### WHAT THE EXERCISE ASKS
The answer must consist of each line below that holds the word "NativeTransport", copied as it stands.

### MATERIAL FOR THE TASK
+-------+

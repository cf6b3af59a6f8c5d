//! Builder pattern implementation for creating Downloader instances.
//!
//! # Examples
//!
//! ```rust
//! use packfetch::downloader::{DownloaderBuilder, MirrorRule};
//!
//! # fn main() -> packfetch::Result<()> {
//! let downloader = DownloaderBuilder::hidden()
//!     .threads(8)
//!     .max_speed(4 * 1024 * 1024)
//!     .mirror_rules(MirrorRule::bmclapi())
//!     .on_complete(|summary| println!("{}", summary))
//!     .build()?;
//! # Ok(())
//! # }
//! ```

use super::config::{DownloadSettings, DownloaderConfig, TransportKind};
use super::downloader::Downloader;
use super::mirror::MirrorRule;
use crate::cache::SidecarFormat;
use crate::download::Summary;
use crate::error::Result;
use crate::http::{NativeTransport, PooledTransport, Transport};
use crate::{ProgressBarOpts, StyleOptions};

use reqwest::header::{HeaderMap, HeaderValue, IntoHeaderName};
use std::sync::Arc;
use std::time::Duration;

/// A builder used to create a [`Downloader`].
#[derive(Default)]
pub struct DownloaderBuilder {
    config: DownloaderConfig,
    transport: Option<Arc<dyn Transport>>,
}

impl DownloaderBuilder {
    /// Creates a builder with the default options.
    pub fn new() -> Self {
        DownloaderBuilder::default()
    }

    /// Convenience function to hide the progress bars.
    pub fn hidden() -> Self {
        DownloaderBuilder::default().style_options(StyleOptions::new(
            ProgressBarOpts::hidden(),
            ProgressBarOpts::hidden(),
        ))
    }

    /// Replace every persistable setting at once.
    pub fn settings(mut self, settings: DownloadSettings) -> Self {
        self.config.settings = settings;
        self
    }

    /// Set the number of concurrent tasks. Values below 1 are raised to 1.
    pub fn threads(mut self, threads: usize) -> Self {
        self.config.settings.threads = threads.max(1);
        self
    }

    /// Global speed cap in bytes per second shared by all tasks, 0 for none.
    pub fn max_speed(mut self, bytes_per_sec: u64) -> Self {
        self.config.settings.max_speed = bytes_per_sec;
        self
    }

    pub fn resume(mut self, resume: bool) -> Self {
        self.config.settings.resume = resume;
        self
    }

    pub fn companion_hashes(mut self, enabled: bool) -> Self {
        self.config.settings.companion_hashes = enabled;
        self
    }

    pub fn mirror_rule(mut self, rule: MirrorRule) -> Self {
        self.config.settings.mirror_rules.push(rule);
        self
    }

    pub fn mirror_rules(mut self, rules: impl IntoIterator<Item = MirrorRule>) -> Self {
        self.config.settings.mirror_rules.extend(rules);
        self
    }

    pub fn sidecar_format(mut self, format: SidecarFormat) -> Self {
        self.config.settings.sidecar_format = format;
        self
    }

    /// Pick the built-in transport. Ignored when [`transport`](Self::transport) is set.
    pub fn transport_kind(mut self, kind: TransportKind) -> Self {
        self.config.settings.transport = kind;
        self
    }

    /// Use a custom transport.
    pub fn transport(mut self, transport: Arc<dyn Transport>) -> Self {
        self.transport = Some(transport);
        self
    }

    /// Set the number of retries of the pooled transport.
    pub fn retries(mut self, retries: u32) -> Self {
        self.config.http.retries = retries;
        self
    }

    pub fn proxy(mut self, proxy: reqwest::Proxy) -> Self {
        self.config.http.proxy = Some(proxy);
        self
    }

    pub fn connect_timeout(mut self, timeout: Duration) -> Self {
        self.config.http.connect_timeout = timeout;
        self
    }

    pub fn read_timeout(mut self, timeout: Duration) -> Self {
        self.config.http.read_timeout = timeout;
        self
    }

    pub fn user_agent(mut self, user_agent: impl Into<String>) -> Self {
        self.config.http.user_agent = user_agent.into();
        self
    }

    /// Add the http headers.
    ///
    /// You can call `.headers()` multiple times and all `HeaderMap` will be
    /// merged into a single one.
    pub fn headers(mut self, headers: HeaderMap) -> Self {
        self.config
            .http
            .headers
            .get_or_insert_with(HeaderMap::new)
            .extend(headers);
        self
    }

    /// Add the http header
    pub fn header<K: IntoHeaderName>(mut self, name: K, value: HeaderValue) -> Self {
        self.config
            .http
            .headers
            .get_or_insert_with(HeaderMap::new)
            .insert(name, value);
        self
    }

    /// Set the downloader style options.
    pub fn style_options(mut self, style_options: StyleOptions) -> Self {
        self.config.style_options = style_options;
        self
    }

    /// Set callback for when each task completes.
    ///
    /// The callback is called as soon as a task finishes, regardless of
    /// whether other tasks are still running.
    ///
    /// ```rust
    /// use packfetch::downloader::DownloaderBuilder;
    ///
    /// let builder = DownloaderBuilder::new().on_complete(|summary| {
    ///     match summary.error() {
    ///         None => println!("[Done] {}", summary),
    ///         Some(error) => println!("[Failed] {} - {}", summary.dest().display(), error),
    ///     }
    /// });
    /// ```
    pub fn on_complete<F>(mut self, callback: F) -> Self
    where
        F: Fn(&Summary) + Send + Sync + 'static,
    {
        self.config.on_complete = Some(Arc::new(Box::new(callback)));
        self
    }

    /// Create the [`Downloader`] with the specified options.
    pub fn build(self) -> Result<Downloader> {
        let transport: Arc<dyn Transport> = match self.transport {
            Some(transport) => transport,
            None => match self.config.settings.transport {
                TransportKind::Native => Arc::new(NativeTransport::new(&self.config.http)?),
                TransportKind::Pooled => Arc::new(PooledTransport::new(self.config.http.clone())?),
            },
        };
        Ok(Downloader::new(self.config, transport))
    }
}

+-------+

### RESPONSE AREA
use crate::http::{NativeTransport, PooledTransport, Transport};
                TransportKind::Native => Arc::new(NativeTransport::new(&self.config.http)?),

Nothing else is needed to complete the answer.